February 1, 2016
I dug up some Cannas rhizomes last fall and have stored them in the garage this winter. I wanted to move them to another location. When should I replant the rhizomes and do I need to do anything special when I replant them.
Wait for all chances of frost to pass, then divide the rhizomes and replant in a sunny location where they get plenty of water. Cannas multiply quickly, so dividing them at planting will allow them room to grow.
October 24, 2015
This popped up this spring. Any idea what it is?.
It looks like a dark-leafed variety of canna. We now have folks growing them more for their unusual foliage than their flowers, but I would suspect a dark flower accompanies this one.
My cannas haven't bloomed in three years. Is it because they are not in full sun? They only have sun in the afternoon?
Cannas need a minimum of six hours of sunlight to bloom their best. They also may be too crowded. Canna bulbs grow quite quickly and can easily get overcrowded. Try thinning out the plants and try moving a few to a sunnier locale and see how the blooming goes. Water well and fertilize two to three times during the season.
Every year now we get something rolling itself up in young canna leaves in our six-year-old canna bed. We've noticed black specks, and the tightly rolled leaves never open, but become lacy. In previous years we've just kept clipping them off as they occur, but this year I'm more aware of butterflies and beneficial insects in all their stages of life. I don't want to be tossing away something that will be a butterfly or be helpful someday. None of the butterfly books I have mention cannas as a host plant. Just to be sure, can you please tell me what affects cannas this way?
The problem is an insect called the lesser canna leaf roller (Geshna cannalis) and seems to be getting worse all the time. The adult of this insect is a small, light brown moth. She lays eggs in groups of 6-15 on the upper surface of the canna leaf starting soon after the cannas have emerged in the spring. When the eggs hatch, the larvae tunnels into the leaf leaving behind the droppings or frass as they feed. When they get to be about one week old the larvae initiate the leaf rolling, which helps to protect them from predators and insecticides. The insects overwinter in a pupal form in the dead canna leaves. Good sanitation this fall, removing all the old leaves and replacing with a fresh layer of mulch can help you start the season out clean. The moths won't get active until the cannas emerge next spring, but there can be several generations of the insects each season. If you still see symptoms next season, at the first sign--either leaf rolling or the frass or droppings, spray BT (Bacillus thuriengiensis) into the rolled leaf and the surrounding foliage. Cutting off heavily damaged leaves and destroying them, is also helpful.

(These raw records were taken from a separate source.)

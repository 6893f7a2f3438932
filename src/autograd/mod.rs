//! Reverse-mode automatic differentiation with a dynamic computation graph
//!
//! Operators over [`Var`] handles build the graph during the forward pass;
//! [`Var::backward`] orders every ancestor topologically and accumulates
//! gradients by dispatching on each node's [`Op`] tag.

pub mod graph;
pub mod numeric;
pub mod op;
pub mod ops;
pub mod var;

pub use graph::{Graph, Node, NodeId};
pub use numeric::{broadcast_shape, reduce_gradient};
pub use op::{AngleMode, Op};
pub use var::Var;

My wife and I recently bought our first home. At the time, it had a handsome flower bed. Not being floral experts, we asked the previous owners how they cared for the plants. One plant needed to be pruned, which we did. The others required no pruning or any other maintenance, we were told. Now, what we believe are elephant ears, and some of the other plants, still show no sign of life. I realize they may be reading the weather better than we, but I wonder if there is more that needs to be done. Would you help us by identifying the plants and suggesting any care or maintenance the plants need?

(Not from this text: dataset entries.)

use thiserror::Error;

/// Main error type for the revgrad engine
#[derive(Error, Debug, Clone)]
pub enum RevgradError {
    /// Operand shapes incompatible for the requested operation and not broadcastable
    #[error("Shape mismatch: {0}")]
    ShapeMismatch(String),

    /// Graph traversal found a back-edge
    #[error("Cycle detected in computation graph")]
    CycleDetected,

    /// A numeric operation was attempted before backend selection
    #[error("Backend not configured: call backend::select() before constructing nodes")]
    BackendUnconfigured,

    /// The requested backend is not available in this build
    #[error("Backend unavailable: {0}")]
    BackendUnavailable(String),

    /// A primitive or its gradient rule was evaluated outside its domain
    #[error("Invalid domain: {0}")]
    InvalidDomain(String),

    /// Invalid arguments to a public entry point
    #[error("Invalid input: {0}")]
    InvalidInput(String),

    /// Internal errors that shouldn't happen
    #[error("Internal error: {0}")]
    Internal(String),
}

impl RevgradError {
    /// Create a shape mismatch error carrying the operation and both operand shapes
    pub fn shape_mismatch(operation: &str, lhs: &[usize], rhs: &[usize]) -> Self {
        RevgradError::ShapeMismatch(format!(
            "{}: operand shapes {:?} and {:?} are not compatible",
            operation, lhs, rhs
        ))
    }

    /// Create an invalid domain error for a named primitive
    pub fn invalid_domain(operation: &str, detail: &str) -> Self {
        RevgradError::InvalidDomain(format!("{}: {}", operation, detail))
    }
}

/// Result type for revgrad operations
pub type RevgradResult<T> = Result<T, RevgradError>;

#[cfg(test)]
mod tests {
    use super::*;

    #[test]
    fn test_shape_mismatch_message() {
        let error = RevgradError::shape_mismatch("matmul", &[2, 3], &[4, 2]);
        assert!(error.to_string().contains("matmul"));
        assert!(error.to_string().contains("[2, 3]"));
        assert!(error.to_string().contains("[4, 2]"));
    }

    #[test]
    fn test_invalid_domain_message() {
        let error = RevgradError::invalid_domain("ln", "input contains non-positive values");
        assert!(error.to_string().contains("ln"));
        assert!(error.to_string().contains("non-positive"));
    }
}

In the picture you sent, the main plants you have are elephant ears, cannas and hostas. These are all perennials and should be sprouting within the next couple of weeks. Growth rates vary based on soil temperature. In south Arkansas last week, I was amazed at how much had already begun, while in cooler areas, it is not unusual to see sprouting begin in mid April. Be patient for now. The blooming plants appear to be zinnias--it looks like the Profusion Cherry and White zinnias. These are summer annuals and will need to be replanted. I do think you probably want to incorporate some evergreen shrubs in the landscape so your winter landscape is not so barren. You may need to regroup some of the perennials to make way for shrubs, but this can be done as the plants emerge this spring.

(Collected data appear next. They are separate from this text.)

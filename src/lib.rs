//! revgrad - reverse-mode automatic differentiation
//!
//! Builds a dynamic computation graph from elementwise and reduction
//! operations over dense arrays, then computes gradients of a terminal node
//! with respect to every graph input that requests them. Dense numeric
//! kernels come from ndarray; this crate owns graph construction, the
//! deferred per-node gradient rules, topological scheduling of the backward
//! sweep, and gradient reduction across implicit broadcasting.

pub mod autograd;
pub mod backend;
pub mod error;
pub mod nn;
pub mod optim;

pub use autograd::{ops, AngleMode, Graph, NodeId, Op, Var};
pub use backend::{Device, NoGradGuard};
pub use error::{RevgradError, RevgradResult};

/// Initialize the engine with default logging configuration.
pub fn init() -> RevgradResult<()> {
    tracing_subscriber::fmt::try_init()
        .map_err(|e| RevgradError::Internal(e.to_string()))?;
    tracing::info!("revgrad initialized");
    Ok(())
}

/// Get the current crate version.
pub fn version() -> &'static str {
    env!("CARGO_PKG_VERSION")
}

#[cfg(test)]
mod tests {
    use super::*;

    #[test]
    fn test_version() {
        assert!(!version().is_empty());
    }
}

Last year all my Canna Lilies had some kind of worms that caused the leaves not to open. Are the tubers left from last year still infected, should they be destroyed, or, is there a chemical I can use to control the problem this year.
There is an insect called a leaf roller that can keep the leaves rolled up tight. Cleaning up the spent foliage from last season, may help cut down on the problem this season, since the insects often over winter in the old foliage and mulch. Make sure all the old foliage and mulch are removed and monitor the plants closely for signs of problems. Spray if you see a problem beginning. BT - Bacillus thuriengiensis, Dipel, or Sevin can help, but hopefully, won't be needed.